It’s general knowledge that, as an employer, supporting employees to reach their goals is critical to your business. This is now more important than ever, even in the light of the current COVID-19 pandemic. After all, employees achieving goals and working hard affects the flow and bottom line of your business, so goal-setting is particularly essential as a mechanism for this. However, plans can be easily waylaid if not given the proper guidance, especially is your employees are working remotely. So, how actively engaged should you be in helping employees set and accomplish their goals? The crucial step is to be hands-on while giving your employees the space they need to succeed in their initiative. Here are some examples to follow as you navigate how to best assist your people in reaching their goals.
For goals to be meaningful and useful in driving employees forward, they must be tied to larger company goals. Employees who don’t understand the roles they play in the company’s progress are more likely to become disengaged. No matter what level the employee is at, they should be able to verbalise exactly how their work feeds into the broader company plan. Therefore, demonstrating a tangible result of their work if their goals are successful.
Set Attainable Goals
At the start, employees need to have a voice in establishing their goal, since they are ultimately responsible for reaching them. Ask your employee to draft goals that they believe directly contribute to the overall business plan. Once the suggested goals are established, discuss whether they are both realistic and attainable for the employee, flesh them out until you are both happy with the goals and their likability of success. Be careful, however, as your employees are likely to become disengaged if you insist on goals that are too challenging to accomplish. Try not to aim for easy goals either. Instead, focus on goals that create a lot of momentum and energy in your employees, and that will boost morale and productivity.
Design a Success Plan
Once goals are set, ask your employee to explain how they plan to meet these. Have them break goals down into tasks and set interim objectives, especially if it’s a substantial or long-term project. Ask your employee: what are the appropriate milestones? What are the possible risks, and how do they plan to manage them? Then problem-solve with them on how to go forward and achieve success.
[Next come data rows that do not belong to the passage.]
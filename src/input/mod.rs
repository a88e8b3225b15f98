mod command;

pub use command::CommandError;

use macroquad::prelude::*;

use crate::application::{Command, Event};
use crate::domain::{ParameterName, Parameters};

/// Smallest non-zero probability reachable with the doubling keys
pub const MIN_PROBABILITY: f64 = 1e-4;

/// Scale a probability by `factor`, staying inside [0, 1].
/// Doubling zero jumps to [`MIN_PROBABILITY`] so the key is never stuck.
pub fn scaled(value: f64, factor: f64) -> f64 {
    if value <= 0.0 {
        return if factor > 1.0 { MIN_PROBABILITY } else { 0.0 };
    }
    (value * factor).clamp(0.0, 1.0)
}

fn adjust(params: &Parameters, name: ParameterName, factor: f64) -> Command {
    Command::Set(name, scaled(params.get(name), factor))
}

/// Map a key press to a command, given the live parameters for the
/// relative edit keys. `None` means the key is not bound.
pub fn key_command(key: KeyCode, params: &Parameters) -> Option<Command> {
    let command = match key {
        KeyCode::P | KeyCode::Space => Command::PlayPause,
        KeyCode::F | KeyCode::Right => Command::StepForward,
        KeyCode::B | KeyCode::Left => Command::StepBackward,
        KeyCode::S | KeyCode::Q | KeyCode::Escape => Command::Quit,
        KeyCode::LeftBracket => adjust(params, ParameterName::Ignition, 0.5),
        KeyCode::RightBracket => adjust(params, ParameterName::Ignition, 2.0),
        KeyCode::Minus => adjust(params, ParameterName::Growth, 0.5),
        KeyCode::Equal => adjust(params, ParameterName::Growth, 2.0),
        _ => return None,
    };
    Some(command)
}

/// Keys that only ever accompany other keys and never count as input
fn is_modifier(key: KeyCode) -> bool {
    matches!(
        key,
        KeyCode::LeftShift
            | KeyCode::RightShift
            | KeyCode::LeftControl
            | KeyCode::RightControl
            | KeyCode::LeftAlt
            | KeyCode::RightAlt
            | KeyCode::LeftSuper
            | KeyCode::RightSuper
    )
}

/// Line editor for typed commands, opened with ':'
#[derive(Debug, Default)]
pub struct CommandPrompt {
    buffer: Option<String>,
    last_error: Option<String>,
}

impl CommandPrompt {
    pub fn is_open(&self) -> bool {
        self.buffer.is_some()
    }

    pub fn open(&mut self) {
        self.buffer = Some(String::new());
        self.last_error = None;
    }

    pub fn cancel(&mut self) {
        self.buffer = None;
    }

    pub fn push(&mut self, ch: char) {
        if let Some(buffer) = self.buffer.as_mut().filter(|_| !ch.is_control()) {
            buffer.push(ch);
        }
    }

    pub fn backspace(&mut self) {
        if let Some(buffer) = self.buffer.as_mut() {
            buffer.pop();
        }
    }

    /// Close the prompt and parse what was typed.
    /// A rejected line is kept as an error message for the status line.
    pub fn submit(&mut self) -> Option<Command> {
        let line = self.buffer.take()?;
        match line.parse::<Command>() {
            Ok(command) => Some(command),
            Err(err) => {
                log::warn!("Rejected command '{}': {}", line.trim(), err);
                self.last_error = Some(err.to_string());
                None
            }
        }
    }

    /// Text to overlay on screen: the open prompt, else the last rejection
    pub fn overlay(&self) -> Option<String> {
        match (&self.buffer, &self.last_error) {
            (Some(buffer), _) => Some(format!(":{buffer}_")),
            (None, Some(err)) => Some(format!("error: {err}")),
            (None, None) => None,
        }
    }
}

/// Collect this frame's input events
pub fn poll_events(prompt: &mut CommandPrompt, params: &Parameters) -> Vec<Event> {
    let mut events = Vec::new();

    if prompt.is_open() {
        if is_key_pressed(KeyCode::Escape) {
            prompt.cancel();
            clear_input_queue();
            return events;
        }
        if is_key_pressed(KeyCode::Backspace) {
            prompt.backspace();
        }
        while let Some(ch) = get_char_pressed() {
            prompt.push(ch);
        }
        if is_key_pressed(KeyCode::Enter) || is_key_pressed(KeyCode::KpEnter) {
            events.extend(prompt.submit().map(Event::from));
        }
        return events;
    }

    while let Some(ch) = get_char_pressed() {
        if ch == ':' {
            prompt.open();
            clear_input_queue();
            return events;
        }
    }

    for key in get_keys_pressed() {
        if is_modifier(key) || key == KeyCode::Semicolon {
            continue;
        }
        let event = match key_command(key, params) {
            Some(command) => Event::Command(command),
            None => Event::Unrecognized,
        };
        events.push(event);
    }
    events
}

#[cfg(test)]
mod tests {
    use super::*;

    #[test]
    fn test_navigation_keys() {
        let params = Parameters::default();
        assert_eq!(key_command(KeyCode::P, &params), Some(Command::PlayPause));
        assert_eq!(key_command(KeyCode::Space, &params), Some(Command::PlayPause));
        assert_eq!(key_command(KeyCode::F, &params), Some(Command::StepForward));
        assert_eq!(key_command(KeyCode::Left, &params), Some(Command::StepBackward));
        assert_eq!(key_command(KeyCode::S, &params), Some(Command::Quit));
        assert_eq!(key_command(KeyCode::Z, &params), None);
    }

    #[test]
    fn test_edit_keys_scale_live_values() {
        let params = Parameters::new(0.01, 0.5);
        assert_eq!(
            key_command(KeyCode::RightBracket, &params),
            Some(Command::Set(ParameterName::Ignition, 0.02))
        );
        assert_eq!(
            key_command(KeyCode::LeftBracket, &params),
            Some(Command::Set(ParameterName::Ignition, 0.005))
        );
        assert_eq!(
            key_command(KeyCode::Equal, &params),
            Some(Command::Set(ParameterName::Growth, 1.0))
        );
        assert_eq!(
            key_command(KeyCode::Minus, &params),
            Some(Command::Set(ParameterName::Growth, 0.25))
        );
    }

    #[test]
    fn test_scaled_stays_in_range() {
        assert_eq!(scaled(0.8, 2.0), 1.0);
        assert_eq!(scaled(0.0, 2.0), MIN_PROBABILITY);
        assert_eq!(scaled(0.0, 0.5), 0.0);
        assert_eq!(scaled(0.4, 0.5), 0.2);
    }

    #[test]
    fn test_modifiers_are_ignored() {
        assert!(is_modifier(KeyCode::LeftShift));
        assert!(!is_modifier(KeyCode::A));
    }

    #[test]
    fn test_prompt_submits_valid_command() {
        let mut prompt = CommandPrompt::default();
        assert!(!prompt.is_open());
        prompt.open();
        "set f 0.25".chars().for_each(|ch| prompt.push(ch));
        assert_eq!(prompt.overlay().as_deref(), Some(":set f 0.25_"));
        assert_eq!(prompt.submit(), Some(Command::Set(ParameterName::Ignition, 0.25)));
        assert!(!prompt.is_open());
        assert_eq!(prompt.overlay(), None);
    }

    #[test]
    fn test_prompt_reports_rejection() {
        let mut prompt = CommandPrompt::default();
        prompt.open();
        "set q 2".chars().for_each(|ch| prompt.push(ch));
        assert_eq!(prompt.submit(), None);
        assert!(prompt.overlay().is_some_and(|text| text.starts_with("error:")));

        prompt.open();
        assert_eq!(prompt.overlay().as_deref(), Some(":_"));
    }

    #[test]
    fn test_prompt_editing() {
        let mut prompt = CommandPrompt::default();
        prompt.push('x');
        assert_eq!(prompt.overlay(), None);

        prompt.open();
        "quitt".chars().for_each(|ch| prompt.push(ch));
        prompt.push('\r');
        prompt.backspace();
        assert_eq!(prompt.submit(), Some(Command::Quit));

        prompt.open();
        prompt.cancel();
        assert_eq!(prompt.submit(), None);
    }
}
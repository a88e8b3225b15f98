//! Throughput benchmark for the transition engine and timeline replay

use std::time::Instant;

use episim::domain::{ForestFire, Life, Parameters, Rule, SimError, Timeline};
use rand::SeedableRng;
use rand::rngs::StdRng;

/// Average ms per freshly computed generation
fn benchmark_compute<R: Rule>(rule: R, size: usize, iterations: u32) -> Result<f64, SimError> {
    let rng = StdRng::seed_from_u64(42);
    let mut timeline = Timeline::create(size, size, rule, Parameters::default(), rng)?;

    let start = Instant::now();
    for _ in 0..iterations {
        timeline.step_forward()?;
    }
    Ok(start.elapsed().as_secs_f64() * 1000.0 / iterations as f64)
}

/// Average ms per forward step over already cached generations
fn benchmark_replay(size: usize, iterations: u32) -> Result<f64, SimError> {
    let rng = StdRng::seed_from_u64(42);
    let mut timeline = Timeline::create(size, size, ForestFire, Parameters::default(), rng)?;
    for _ in 0..iterations {
        timeline.step_forward()?;
    }
    for _ in 0..iterations {
        timeline.step_backward();
    }

    let start = Instant::now();
    for _ in 0..iterations {
        timeline.step_forward()?;
    }
    Ok(start.elapsed().as_secs_f64() * 1000.0 / iterations as f64)
}

fn main() -> Result<(), SimError> {
    println!("=== episim Performance Benchmark ===\n");

    let sizes = [100, 250, 500, 1000, 2000];
    let iterations = 20;

    println!(
        "{:>10} {:>12} {:>12} {:>12} {:>14}",
        "Size", "Forest", "Life", "Replay", "Forest cells/s"
    );
    println!("{:-<64}", "");

    for size in sizes {
        let forest_ms = benchmark_compute(ForestFire, size, iterations)?;
        let life_ms = benchmark_compute(Life, size, iterations)?;
        let replay_ms = benchmark_replay(size, iterations)?;
        let cells = (size * size) as f64;

        println!(
            "{:>10} {:>12.3} {:>12.3} {:>12.4} {:>13.1}M",
            format!("{}x{}", size, size),
            forest_ms,
            life_ms,
            replay_ms,
            cells / (forest_ms / 1000.0) / 1_000_000.0
        );
    }

    println!("\nLife switches to parallel stepping at 256x256 and above.");
    Ok(())
}
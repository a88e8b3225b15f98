mod cell;
mod error;
mod grid;
mod parameters;
mod rules;
pub mod engine;
pub mod timeline;

pub use cell::{Cell, ForestCell, LifeCell};
pub use error::SimError;
pub use grid::{Grid, MOORE_OFFSETS};
pub use parameters::{ParameterName, Parameters, UnknownParameter, DEFAULT_GROWTH, DEFAULT_IGNITION};
pub use rules::{Rule, ForestFire, Life, is_probable, LIFE_SEED_DENSITY};
pub use timeline::{Generation, Timeline};
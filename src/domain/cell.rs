use std::fmt::Debug;

/// Common bound for the state sets a grid can hold.
/// A simulation uses exactly one state set for its whole lifetime.
pub trait Cell: Copy + PartialEq + Debug + Send + Sync + 'static {}

impl<T: Copy + PartialEq + Debug + Send + Sync + 'static> Cell for T {}

/// LifeCell is the state of a cell in Conway's Game of Life.
#[derive(Clone, Copy, PartialEq, Eq, Debug, Default)]
pub enum LifeCell {
    #[default]
    Dead,
    Alive,
}

impl LifeCell {
    /// Check if the cell is currently alive
    pub const fn is_alive(self) -> bool {
        matches!(self, LifeCell::Alive)
    }
}

/// ForestCell is the state of a patch of ground in the forest-fire model.
#[derive(Clone, Copy, PartialEq, Eq, Debug, Default)]
pub enum ForestCell {
    #[default]
    Empty,
    Tree,
    Burning,
}

impl ForestCell {
    pub const fn is_tree(self) -> bool {
        matches!(self, ForestCell::Tree)
    }

    pub const fn is_burning(self) -> bool {
        matches!(self, ForestCell::Burning)
    }
}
Staying in the loop of your employee progress will help head off any problems early on. This is one of the most manageable parts of the process as managers and employees now utilise the benefits of virtual communications. Please don’t wait for review time or the outcome of a project to check in with them. Evaluate both long-term and short-term goals every week. Ask your employee what type of monitoring and feedback would be most valuable to them, particularly if the task is especially challenging.
Very few employees attain their goals without some road bumps along the way but try to build a rapport with employees so that they feel happy coming to you when problems arise. If your employee faces an unexpected obstacle, the goal may need reworking, however, ask them to bring a possible solution to you so you can give them advice. Though if their efforts to solve the problem fails, you will need to get further involved.
There will be times, even with the most reliable support, that employees fail to meet their goals. Talk with your employee about what happened and what each of you thinks went wrong. If the issue was within their control, ask them to try again to implement any solutions you’ve discussed. If it was beyond their control or the goal was too lofty, acknowledge the error but don’t dwell on it.